Required action:
Please print, word for word, every line from the one that contains "#[derive(Debug, Clone, Copy, PartialEq, Eq)]" through the last line of the records, and nothing else.

[Stored items]
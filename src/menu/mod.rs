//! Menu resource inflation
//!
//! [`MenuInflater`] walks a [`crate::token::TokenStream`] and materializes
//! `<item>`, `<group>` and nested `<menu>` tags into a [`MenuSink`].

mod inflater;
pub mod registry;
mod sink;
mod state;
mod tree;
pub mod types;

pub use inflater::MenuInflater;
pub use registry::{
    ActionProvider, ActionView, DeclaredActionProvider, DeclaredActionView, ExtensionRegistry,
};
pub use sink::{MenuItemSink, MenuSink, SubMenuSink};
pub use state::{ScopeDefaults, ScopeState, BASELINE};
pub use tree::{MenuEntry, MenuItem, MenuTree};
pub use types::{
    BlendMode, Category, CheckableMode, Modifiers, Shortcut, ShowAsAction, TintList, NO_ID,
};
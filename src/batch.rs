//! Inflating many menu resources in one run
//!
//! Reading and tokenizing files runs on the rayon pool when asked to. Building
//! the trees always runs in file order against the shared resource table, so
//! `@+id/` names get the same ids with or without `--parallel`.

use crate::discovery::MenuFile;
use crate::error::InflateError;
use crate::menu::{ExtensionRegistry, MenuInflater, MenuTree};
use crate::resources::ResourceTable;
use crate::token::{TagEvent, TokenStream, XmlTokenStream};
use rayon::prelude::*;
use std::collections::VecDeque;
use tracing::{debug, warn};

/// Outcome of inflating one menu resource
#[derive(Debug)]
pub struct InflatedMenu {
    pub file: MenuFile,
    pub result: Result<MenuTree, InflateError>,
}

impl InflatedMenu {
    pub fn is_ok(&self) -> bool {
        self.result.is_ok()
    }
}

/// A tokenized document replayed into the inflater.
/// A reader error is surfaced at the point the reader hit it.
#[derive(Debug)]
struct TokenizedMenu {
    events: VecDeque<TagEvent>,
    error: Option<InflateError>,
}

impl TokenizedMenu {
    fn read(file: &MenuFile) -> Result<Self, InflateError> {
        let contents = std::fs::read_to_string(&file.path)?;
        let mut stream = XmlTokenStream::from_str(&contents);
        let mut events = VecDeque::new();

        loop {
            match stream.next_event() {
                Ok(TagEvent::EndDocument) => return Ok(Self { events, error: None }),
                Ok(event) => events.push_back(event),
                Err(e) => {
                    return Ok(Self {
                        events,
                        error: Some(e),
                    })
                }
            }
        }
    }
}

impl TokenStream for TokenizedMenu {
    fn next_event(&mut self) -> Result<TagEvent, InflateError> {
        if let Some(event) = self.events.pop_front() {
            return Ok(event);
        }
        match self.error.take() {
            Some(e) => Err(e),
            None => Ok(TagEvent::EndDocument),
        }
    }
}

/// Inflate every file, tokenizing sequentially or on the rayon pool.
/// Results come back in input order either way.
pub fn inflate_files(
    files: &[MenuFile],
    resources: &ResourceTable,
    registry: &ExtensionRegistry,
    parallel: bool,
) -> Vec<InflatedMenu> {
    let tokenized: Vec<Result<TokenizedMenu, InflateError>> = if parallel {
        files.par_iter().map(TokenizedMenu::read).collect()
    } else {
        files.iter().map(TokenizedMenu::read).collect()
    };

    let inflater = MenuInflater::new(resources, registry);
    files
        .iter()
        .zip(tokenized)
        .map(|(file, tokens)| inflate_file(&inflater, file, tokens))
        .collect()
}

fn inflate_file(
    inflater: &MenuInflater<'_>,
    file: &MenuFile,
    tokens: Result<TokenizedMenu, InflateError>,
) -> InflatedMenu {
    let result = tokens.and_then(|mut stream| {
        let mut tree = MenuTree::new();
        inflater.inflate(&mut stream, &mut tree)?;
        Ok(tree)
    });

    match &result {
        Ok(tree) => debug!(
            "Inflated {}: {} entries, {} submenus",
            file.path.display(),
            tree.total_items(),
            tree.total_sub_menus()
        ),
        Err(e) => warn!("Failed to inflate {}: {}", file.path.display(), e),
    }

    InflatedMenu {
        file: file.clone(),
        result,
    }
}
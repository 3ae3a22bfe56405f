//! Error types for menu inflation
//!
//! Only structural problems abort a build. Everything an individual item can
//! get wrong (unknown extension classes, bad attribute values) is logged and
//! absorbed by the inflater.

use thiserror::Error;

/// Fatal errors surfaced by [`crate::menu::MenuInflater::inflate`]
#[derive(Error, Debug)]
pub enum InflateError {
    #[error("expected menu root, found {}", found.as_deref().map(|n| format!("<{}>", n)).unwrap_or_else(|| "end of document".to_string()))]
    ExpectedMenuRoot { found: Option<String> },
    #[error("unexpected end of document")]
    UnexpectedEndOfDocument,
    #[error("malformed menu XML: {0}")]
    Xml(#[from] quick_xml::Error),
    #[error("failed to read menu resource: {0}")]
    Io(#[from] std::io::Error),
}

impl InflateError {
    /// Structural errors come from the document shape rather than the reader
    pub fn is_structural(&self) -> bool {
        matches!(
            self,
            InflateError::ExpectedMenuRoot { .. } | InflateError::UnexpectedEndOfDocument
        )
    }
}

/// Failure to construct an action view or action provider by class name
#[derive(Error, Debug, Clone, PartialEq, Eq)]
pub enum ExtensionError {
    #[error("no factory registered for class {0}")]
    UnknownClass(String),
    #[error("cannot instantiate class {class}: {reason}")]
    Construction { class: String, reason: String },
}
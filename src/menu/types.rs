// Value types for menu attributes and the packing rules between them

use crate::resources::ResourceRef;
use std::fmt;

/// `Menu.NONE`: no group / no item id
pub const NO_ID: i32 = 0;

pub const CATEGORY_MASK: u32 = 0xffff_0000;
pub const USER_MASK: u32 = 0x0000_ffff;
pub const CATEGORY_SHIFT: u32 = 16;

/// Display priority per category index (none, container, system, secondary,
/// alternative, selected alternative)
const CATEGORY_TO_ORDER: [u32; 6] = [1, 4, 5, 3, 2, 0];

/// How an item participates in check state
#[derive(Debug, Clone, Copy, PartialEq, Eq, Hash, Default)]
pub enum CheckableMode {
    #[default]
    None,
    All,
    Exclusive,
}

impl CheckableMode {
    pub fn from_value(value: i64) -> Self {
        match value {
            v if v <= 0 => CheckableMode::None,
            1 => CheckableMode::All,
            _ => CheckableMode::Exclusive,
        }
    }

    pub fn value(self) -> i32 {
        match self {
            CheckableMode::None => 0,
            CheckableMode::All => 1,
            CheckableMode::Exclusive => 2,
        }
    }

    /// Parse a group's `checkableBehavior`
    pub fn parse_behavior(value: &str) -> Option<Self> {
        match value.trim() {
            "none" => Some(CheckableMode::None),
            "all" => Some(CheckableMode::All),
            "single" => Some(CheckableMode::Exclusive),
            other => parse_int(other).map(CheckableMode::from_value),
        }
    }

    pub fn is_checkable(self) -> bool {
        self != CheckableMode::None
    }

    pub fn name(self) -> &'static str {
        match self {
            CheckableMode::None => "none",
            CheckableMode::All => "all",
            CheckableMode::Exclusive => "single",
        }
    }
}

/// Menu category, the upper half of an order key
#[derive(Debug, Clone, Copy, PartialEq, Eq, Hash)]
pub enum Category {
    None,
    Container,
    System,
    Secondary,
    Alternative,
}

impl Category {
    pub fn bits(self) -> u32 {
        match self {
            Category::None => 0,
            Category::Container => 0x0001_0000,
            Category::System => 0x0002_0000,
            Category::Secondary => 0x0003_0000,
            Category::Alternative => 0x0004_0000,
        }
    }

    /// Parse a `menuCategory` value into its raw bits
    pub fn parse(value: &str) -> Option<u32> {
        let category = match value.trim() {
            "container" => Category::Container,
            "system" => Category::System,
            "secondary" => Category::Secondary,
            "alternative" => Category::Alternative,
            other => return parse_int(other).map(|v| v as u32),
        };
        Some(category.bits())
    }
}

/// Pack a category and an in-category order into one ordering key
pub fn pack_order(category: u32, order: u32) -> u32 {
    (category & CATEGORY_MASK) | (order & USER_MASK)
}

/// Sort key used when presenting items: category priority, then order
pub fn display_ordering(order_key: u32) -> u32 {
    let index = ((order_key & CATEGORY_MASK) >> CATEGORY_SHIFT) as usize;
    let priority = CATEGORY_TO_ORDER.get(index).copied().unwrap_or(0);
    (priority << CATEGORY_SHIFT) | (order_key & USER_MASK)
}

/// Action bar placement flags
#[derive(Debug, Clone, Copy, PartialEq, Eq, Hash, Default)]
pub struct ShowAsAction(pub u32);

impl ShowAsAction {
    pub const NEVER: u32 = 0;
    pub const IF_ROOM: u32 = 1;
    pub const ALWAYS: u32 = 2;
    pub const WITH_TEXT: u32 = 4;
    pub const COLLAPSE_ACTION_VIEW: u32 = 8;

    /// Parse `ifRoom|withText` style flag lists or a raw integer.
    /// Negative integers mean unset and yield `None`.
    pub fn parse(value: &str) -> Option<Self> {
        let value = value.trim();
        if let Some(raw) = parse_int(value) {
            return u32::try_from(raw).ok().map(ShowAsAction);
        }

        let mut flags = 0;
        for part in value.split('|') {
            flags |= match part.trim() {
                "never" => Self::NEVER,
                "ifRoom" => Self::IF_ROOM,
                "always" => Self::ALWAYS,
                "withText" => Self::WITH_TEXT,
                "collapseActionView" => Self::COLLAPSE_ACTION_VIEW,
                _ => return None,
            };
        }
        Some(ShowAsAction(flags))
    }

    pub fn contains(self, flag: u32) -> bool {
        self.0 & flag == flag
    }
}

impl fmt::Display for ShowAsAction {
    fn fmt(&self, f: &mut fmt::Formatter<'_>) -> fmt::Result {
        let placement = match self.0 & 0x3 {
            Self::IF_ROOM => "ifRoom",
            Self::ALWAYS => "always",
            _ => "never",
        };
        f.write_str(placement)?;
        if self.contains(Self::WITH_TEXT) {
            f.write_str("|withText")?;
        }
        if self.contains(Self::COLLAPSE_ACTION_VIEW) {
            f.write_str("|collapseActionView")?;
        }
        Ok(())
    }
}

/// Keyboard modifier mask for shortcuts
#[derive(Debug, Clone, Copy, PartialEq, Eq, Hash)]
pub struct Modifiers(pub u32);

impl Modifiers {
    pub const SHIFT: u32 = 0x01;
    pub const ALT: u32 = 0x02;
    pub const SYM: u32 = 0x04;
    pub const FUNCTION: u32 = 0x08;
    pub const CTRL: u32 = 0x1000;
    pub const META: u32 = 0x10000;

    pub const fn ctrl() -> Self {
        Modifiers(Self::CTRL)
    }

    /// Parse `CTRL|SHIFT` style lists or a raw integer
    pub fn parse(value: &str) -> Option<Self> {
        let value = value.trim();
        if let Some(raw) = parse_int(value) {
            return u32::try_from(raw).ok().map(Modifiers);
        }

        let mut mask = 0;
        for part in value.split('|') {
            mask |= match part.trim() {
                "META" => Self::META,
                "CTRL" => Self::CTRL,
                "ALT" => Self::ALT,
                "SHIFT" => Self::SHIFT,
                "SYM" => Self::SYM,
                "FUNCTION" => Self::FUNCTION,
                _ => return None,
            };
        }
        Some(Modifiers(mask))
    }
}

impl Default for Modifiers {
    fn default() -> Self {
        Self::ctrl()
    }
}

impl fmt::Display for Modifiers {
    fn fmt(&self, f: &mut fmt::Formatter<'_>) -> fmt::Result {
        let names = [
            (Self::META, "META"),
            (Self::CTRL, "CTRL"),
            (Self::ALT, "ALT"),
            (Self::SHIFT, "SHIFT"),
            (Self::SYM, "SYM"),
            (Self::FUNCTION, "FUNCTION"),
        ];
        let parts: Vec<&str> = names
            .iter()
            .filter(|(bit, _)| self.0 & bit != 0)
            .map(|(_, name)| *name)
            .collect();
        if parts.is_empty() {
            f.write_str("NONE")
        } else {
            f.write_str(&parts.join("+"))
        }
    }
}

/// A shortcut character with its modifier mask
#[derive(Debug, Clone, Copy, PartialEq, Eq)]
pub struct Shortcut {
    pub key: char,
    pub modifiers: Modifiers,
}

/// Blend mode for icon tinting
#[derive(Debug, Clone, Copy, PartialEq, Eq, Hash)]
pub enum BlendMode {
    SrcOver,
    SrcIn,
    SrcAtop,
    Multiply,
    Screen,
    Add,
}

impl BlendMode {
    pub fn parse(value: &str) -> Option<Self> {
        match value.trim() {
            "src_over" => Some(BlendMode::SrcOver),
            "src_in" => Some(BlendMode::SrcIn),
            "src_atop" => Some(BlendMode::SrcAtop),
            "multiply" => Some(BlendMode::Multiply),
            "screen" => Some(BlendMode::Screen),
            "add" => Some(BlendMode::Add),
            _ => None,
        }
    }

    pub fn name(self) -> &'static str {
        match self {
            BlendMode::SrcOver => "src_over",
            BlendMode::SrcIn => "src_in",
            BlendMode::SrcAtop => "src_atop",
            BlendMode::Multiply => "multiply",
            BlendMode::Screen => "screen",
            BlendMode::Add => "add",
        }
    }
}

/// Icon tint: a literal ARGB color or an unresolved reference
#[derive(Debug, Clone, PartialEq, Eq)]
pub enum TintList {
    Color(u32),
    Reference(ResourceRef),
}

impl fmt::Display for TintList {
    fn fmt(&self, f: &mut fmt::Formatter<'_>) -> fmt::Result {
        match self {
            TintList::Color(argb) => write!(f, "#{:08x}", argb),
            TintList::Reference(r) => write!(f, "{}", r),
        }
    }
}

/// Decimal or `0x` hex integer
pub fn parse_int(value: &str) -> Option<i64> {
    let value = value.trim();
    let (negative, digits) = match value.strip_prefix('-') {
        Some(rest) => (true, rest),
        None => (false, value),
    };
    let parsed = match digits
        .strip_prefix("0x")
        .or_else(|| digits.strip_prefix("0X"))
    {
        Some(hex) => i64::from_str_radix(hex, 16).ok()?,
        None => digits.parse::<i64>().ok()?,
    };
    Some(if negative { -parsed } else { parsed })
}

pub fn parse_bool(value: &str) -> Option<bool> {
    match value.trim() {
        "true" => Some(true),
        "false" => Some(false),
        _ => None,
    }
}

Exercise result:
#[derive(Debug, Clone, Copy, PartialEq, Eq)]
pub struct Shortcut {
    pub key: char,
    pub modifiers: Modifiers,
}

/// Blend mode for icon tinting
#[derive(Debug, Clone, Copy, PartialEq, Eq, Hash)]
pub enum BlendMode {
    SrcOver,
    SrcIn,
    SrcAtop,
    Multiply,
    Screen,
    Add,
}

impl BlendMode {
    pub fn parse(value: &str) -> Option<Self> {
        match value.trim() {
            "src_over" => Some(BlendMode::SrcOver),
            "src_in" => Some(BlendMode::SrcIn),
            "src_atop" => Some(BlendMode::SrcAtop),
            "multiply" => Some(BlendMode::Multiply),
            "screen" => Some(BlendMode::Screen),
            "add" => Some(BlendMode::Add),
            _ => None,
        }
    }

    pub fn name(self) -> &'static str {
        match self {
            BlendMode::SrcOver => "src_over",
            BlendMode::SrcIn => "src_in",
            BlendMode::SrcAtop => "src_atop",
            BlendMode::Multiply => "multiply",
            BlendMode::Screen => "screen",
            BlendMode::Add => "add",
        }
    }
}

/// Icon tint: a literal ARGB color or an unresolved reference
#[derive(Debug, Clone, PartialEq, Eq)]
pub enum TintList {
    Color(u32),
    Reference(ResourceRef),
}

impl fmt::Display for TintList {
    fn fmt(&self, f: &mut fmt::Formatter<'_>) -> fmt::Result {
        match self {
            TintList::Color(argb) => write!(f, "#{:08x}", argb),
            TintList::Reference(r) => write!(f, "{}", r),
        }
    }
}

/// Decimal or `0x` hex integer
pub fn parse_int(value: &str) -> Option<i64> {
    let value = value.trim();
    let (negative, digits) = match value.strip_prefix('-') {
        Some(rest) => (true, rest),
        None => (false, value),
    };
    let parsed = match digits
        .strip_prefix("0x")
        .or_else(|| digits.strip_prefix("0X"))
    {
        Some(hex) => i64::from_str_radix(hex, 16).ok()?,
        None => digits.parse::<i64>().ok()?,
    };
    Some(if negative { -parsed } else { parsed })
}

pub fn parse_bool(value: &str) -> Option<bool> {
    match value.trim() {
        "true" => Some(true),
        "false" => Some(false),
        _ => None,
    }
}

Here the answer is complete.